Riparian zones can also form rich habitat for biodiversity, providing food and refuge for a wide range of birds, insects, and mammals.

For example, dense vegetation in riparian zones can be the perfect place for otters to create their above ground resting places, known as ‘holts’ or ‘couches’. Likewise, species-rich meadows on fertile flood plains, when allowed to flower and set seed, can safeguard native plants such as orchids, provide food for pollinating insects, and create feeding and nesting space for threatened birds such as curlew, snipe and meadow pipit.

Economic opportunities

Riparian zone measures in agri-environmental schemes are also a good example of how farmers can be justly financially rewarded for actions that benefit the wider community and future generations. While doing so, they offer farmers an opportunity to receive guaranteed annual income for land that is often less productive, wet, and can be difficult to maintain.

A shallow depression on a floodplain can form a natural wetland for wildlife, such as this one along the banks of the Clodiagh river on Tullamore Farm, managed by Footprint Farmer Shaun Diver.

Increasingly, there is also a degree of in-built flexibility in these schemes, meaning farmers can choose specifications that suit their land.

For example, in addition to the attractive rates for riparian buffer zone measures, ACRES offered the ‘riparian buffer strip-grassland’ measure, whereby farmers could receive payments of €1.30 - €2.11/m/yr for managing 1.5-6m wide riparian buffer strips, respectively.

While ACRES is now closed, the Native Tree Area Scheme is currently open for applications. It offers farmers an opportunity to receive payments for planting native trees as a riparian buffer zone of up to 2ha, with attractive payment rates of €22,840/ha over a 10-year period.

Positive results

Martin has reported that since installing his pond and riparian zone in an area that was previously a steeply-sloped, rough pasture, birdsong has noticeably increased.

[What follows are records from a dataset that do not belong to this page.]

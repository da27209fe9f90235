//! Vocabulary-bounded hashing encoder
//!
//! Each retained feature is hashed once with BLAKE3. The 32-byte digest is
//! cut into little-endian u32 words; the first `num_hashes` words each pick
//! a bucket (`word % dimensions`) that is incremented by 1.0.
//!
//! Collisions between features are accepted: they trade a little accuracy
//! for a fixed vector width. Output is never normalized, so vectors of
//! composite inputs can be summed.

use serde::{Deserialize, Serialize};
use tracing::{debug, info, instrument};

use crate::error::EncoderError;
use crate::preprocess::Preprocessor;
use crate::report::{BuildEvent, BuildReporter};
use crate::traits::{TextEncoder, TrainingParams, TrainingSummary};
use crate::vocabulary::Vocabulary;

/// Bucket indexes available from one BLAKE3 digest
pub const MAX_HASHES: usize = 8;

/// Static encoder shape, fixed at construction
#[derive(Debug, Clone, PartialEq, Eq, Serialize, Deserialize)]
pub struct EncoderConfig {
    /// Vector width
    pub dimensions: usize,
    /// Buckets set per feature (1..=8)
    pub num_hashes: usize,
    pub preprocessor: Preprocessor,
}

impl Default for EncoderConfig {
    fn default() -> Self {
        Self {
            dimensions: 512,
            num_hashes: 4,
            preprocessor: Preprocessor::default(),
        }
    }
}

impl EncoderConfig {
    pub fn validate(&self) -> Result<(), EncoderError> {
        if self.dimensions == 0 {
            return Err(EncoderError::InvalidConfiguration(
                "dimensions must be at least 1".to_string(),
            ));
        }
        if self.num_hashes == 0 || self.num_hashes > MAX_HASHES {
            return Err(EncoderError::InvalidConfiguration(format!(
                "num_hashes must be between 1 and {}, got {}",
                MAX_HASHES, self.num_hashes
            )));
        }
        self.preprocessor.validate()
    }
}

/// Hashing encoder parameterized by a [`Preprocessor`] strategy
#[derive(Debug, Clone)]
pub struct HashingEncoder {
    config: EncoderConfig,
    /// None until trained or loaded
    vocabulary: Option<Vocabulary>,
}

impl HashingEncoder {
    /// Create an untrained encoder, validating the configuration up front
    pub fn new(config: EncoderConfig) -> Result<Self, EncoderError> {
        config.validate()?;
        Ok(Self {
            config,
            vocabulary: None,
        })
    }

    /// Rebuild a ready encoder from its parts (model load path)
    pub fn with_vocabulary(
        config: EncoderConfig,
        vocabulary: Vocabulary,
    ) -> Result<Self, EncoderError> {
        config.validate()?;
        Ok(Self {
            config,
            vocabulary: Some(vocabulary),
        })
    }

    pub fn config(&self) -> &EncoderConfig {
        &self.config
    }

    pub fn vocabulary(&self) -> Option<&Vocabulary> {
        self.vocabulary.as_ref()
    }

    pub fn vocabulary_size(&self) -> usize {
        self.vocabulary.as_ref().map(Vocabulary::len).unwrap_or(0)
    }

    pub fn contains_feature(&self, feature: &str) -> bool {
        self.vocabulary
            .as_ref()
            .map(|v| v.contains(feature))
            .unwrap_or(false)
    }

    /// Bucket indexes for one feature, independent of the vocabulary
    pub fn buckets(&self, feature: &str) -> impl Iterator<Item = usize> {
        let digest = blake3::hash(feature.as_bytes());
        let bytes = *digest.as_bytes();
        let dimensions = self.config.dimensions;

        (0..self.config.num_hashes).map(move |i| {
            let word = u32::from_le_bytes([
                bytes[4 * i],
                bytes[4 * i + 1],
                bytes[4 * i + 2],
                bytes[4 * i + 3],
            ]);
            word as usize % dimensions
        })
    }

    /// Add the features of `text` into `acc` (must be `dimensions` wide)
    pub(crate) fn accumulate(&self, text: &str, acc: &mut [f32]) -> Result<(), EncoderError> {
        let vocabulary = self
            .vocabulary
            .as_ref()
            .ok_or(EncoderError::ModelNotLoaded)?;

        let features = self.config.preprocessor.features(
            text,
            vocabulary.language(),
            vocabulary.min_token_length(),
        );

        for feature in features.iter().filter(|f| vocabulary.contains(f)) {
            for bucket in self.buckets(feature) {
                acc[bucket] += 1.0;
            }
        }

        Ok(())
    }

    pub(crate) fn train_documents<'a, I>(
        &mut self,
        documents: I,
        document_count: usize,
        params: &TrainingParams,
        reporter: &mut dyn BuildReporter,
    ) -> Result<TrainingSummary, EncoderError>
    where
        I: IntoIterator<Item = &'a str>,
    {
        params.validate()?;
        reporter.report(&BuildEvent::TrainingStarted {
            documents: document_count,
        });

        let (vocabulary, distinct) =
            Vocabulary::train(documents, &self.config.preprocessor, params);

        let summary = TrainingSummary {
            documents: document_count,
            distinct_features: distinct,
            kept_features: vocabulary.len(),
        };

        reporter.report(&BuildEvent::VocabularyFixed {
            kept: summary.kept_features,
            discarded: summary.discarded_features(),
        });
        info!(
            "Encoder trained on {} documents: kept {} of {} features",
            summary.documents, summary.kept_features, summary.distinct_features
        );

        self.vocabulary = Some(vocabulary);
        Ok(summary)
    }
}

impl TextEncoder for HashingEncoder {
    fn dimensions(&self) -> usize {
        self.config.dimensions
    }

    fn is_ready(&self) -> bool {
        self.vocabulary.is_some()
    }

    fn encode(&self, text: &str) -> Result<Vec<f32>, EncoderError> {
        let mut vector = vec![0.0f32; self.config.dimensions];
        self.accumulate(text, &mut vector)?;
        Ok(vector)
    }

    #[instrument(skip_all, fields(documents = corpus.len()))]
    fn train(
        &mut self,
        corpus: &[String],
        params: &TrainingParams,
        reporter: &mut dyn BuildReporter,
    ) -> Result<TrainingSummary, EncoderError> {
        debug!(?params, "Training hashing encoder");
        self.train_documents(corpus.iter().map(String::as_str), corpus.len(), params, reporter)
    }
}
//! Frequency-pruned feature vocabulary
//!
//! The vocabulary is the only trained state of a hashing encoder. Features
//! outside it contribute nothing to an encoded vector.

use serde::{Deserialize, Serialize};
use std::collections::BTreeMap;

use crate::normalize::Language;
use crate::preprocess::Preprocessor;
use crate::traits::TrainingParams;

/// Retained features with their training-corpus frequencies
///
/// `BTreeMap` keeps serialized models byte-stable across runs.
#[derive(Debug, Clone, PartialEq, Eq, Serialize, Deserialize)]
pub struct Vocabulary {
    language: Language,
    min_token_length: usize,
    features: BTreeMap<String, u32>,
}

impl Vocabulary {
    /// Count features over `documents` and keep those reaching
    /// `params.min_frequency`.
    ///
    /// The two thresholds act at different levels. `min_token_length` drops
    /// whole words before feature extraction, while `min_frequency` prunes
    /// individual features after counting. Under the entity preprocessor a
    /// word seen too rarely loses its whole-word feature but still
    /// contributes through any n-grams it shares with more frequent words.
    ///
    /// Returns the vocabulary and the number of distinct features seen
    /// before pruning.
    pub fn train<'a, I>(
        documents: I,
        preprocessor: &Preprocessor,
        params: &TrainingParams,
    ) -> (Self, usize)
    where
        I: IntoIterator<Item = &'a str>,
    {
        let mut counts: BTreeMap<String, u32> = BTreeMap::new();

        for document in documents {
            for feature in
                preprocessor.features(document, params.language, params.min_token_length)
            {
                *counts.entry(feature).or_insert(0) += 1;
            }
        }

        let distinct = counts.len();
        counts.retain(|_, count| *count >= params.min_frequency);

        (
            Self {
                language: params.language,
                min_token_length: params.min_token_length,
                features: counts,
            },
            distinct,
        )
    }

    pub fn contains(&self, feature: &str) -> bool {
        self.features.contains_key(feature)
    }

    pub fn frequency(&self, feature: &str) -> Option<u32> {
        self.features.get(feature).copied()
    }

    pub fn len(&self) -> usize {
        self.features.len()
    }

    pub fn is_empty(&self) -> bool {
        self.features.is_empty()
    }

    pub fn language(&self) -> Language {
        self.language
    }

    pub fn min_token_length(&self) -> usize {
        self.min_token_length
    }

    pub fn features(&self) -> impl Iterator<Item = (&str, u32)> {
        self.features.iter().map(|(f, c)| (f.as_str(), *c))
    }
}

He enjoys spending time there watching wildlife during the summer and, when hosting farm walks, uses the area to demonstrate how less productive land can be managed for nature, while still driving a profit.

At Tullamore Farm, Shaun was heartened to hear that water quality in the Clodiagh river has improved in recent years. He hopes that in managing some of the wet land on the floodplains of the river as a riparian zone, that he can help this trend to continue.

Name: Martin Crowe.

Farm size: 353ac (owned and leased).

Enterprise: Spring-calving dairy herd, rearing replacements.

Focus: Reducing nitrogen use, protecting water quality and increasing biodiversity while maintaining and increasing profit.

Schemes: ACRES; Soil Sampling and Analysis Programme; National Genotyping Programme; Liming Programme; Mulkear EIP (2019-2023).

Name: Shaun Diver.

Farm size: 180ac.

Enterprise: Beef and sheep.

Focus: IFJ demonstration farm; productivity and profitability; sustainability; building biodiversity.

Schemes: ACRES; SCEP; Sheep Improvement; ANC; Protein Aid.

Learn more

Invasive alien species

  • It’s crucial to identify what species are on your riverbanks or in your wetlands in order to know how best to manage them.

    This is particularly important when taking a ‘hands off’ approach to the management of an area, such as a riparian zone.

  • Alien invasive species (eg Japanese knotweed; Himalayan balsam; giant hogweed) can find their way into your watercourse, wetland or pond vegetation over time, and require swift action to prevent their spread.
  • Simple to use mobile phone apps, such as Plant Net or Google Lens, can be used to quickly identify plants.
  • The National Biodiversity Research Centre’s website ( has useful tips and resources on managing alien invasives.
  • Top tips for managing riparian zones

  • If management is needed, it is best done on a rotational basis. Manage different sections of the riparian zone each year, so that there are always some sections left undisturbed for wildlife to retreat to.
  • Maintaining a diversity of vegetation heights (ie grasses, scrub and trees) along the southern banks of rivers will benefit aquatic life by allowing light to reach the water in some areas while also creating cooler, shaded areas that will benefit fish and other species on hot days.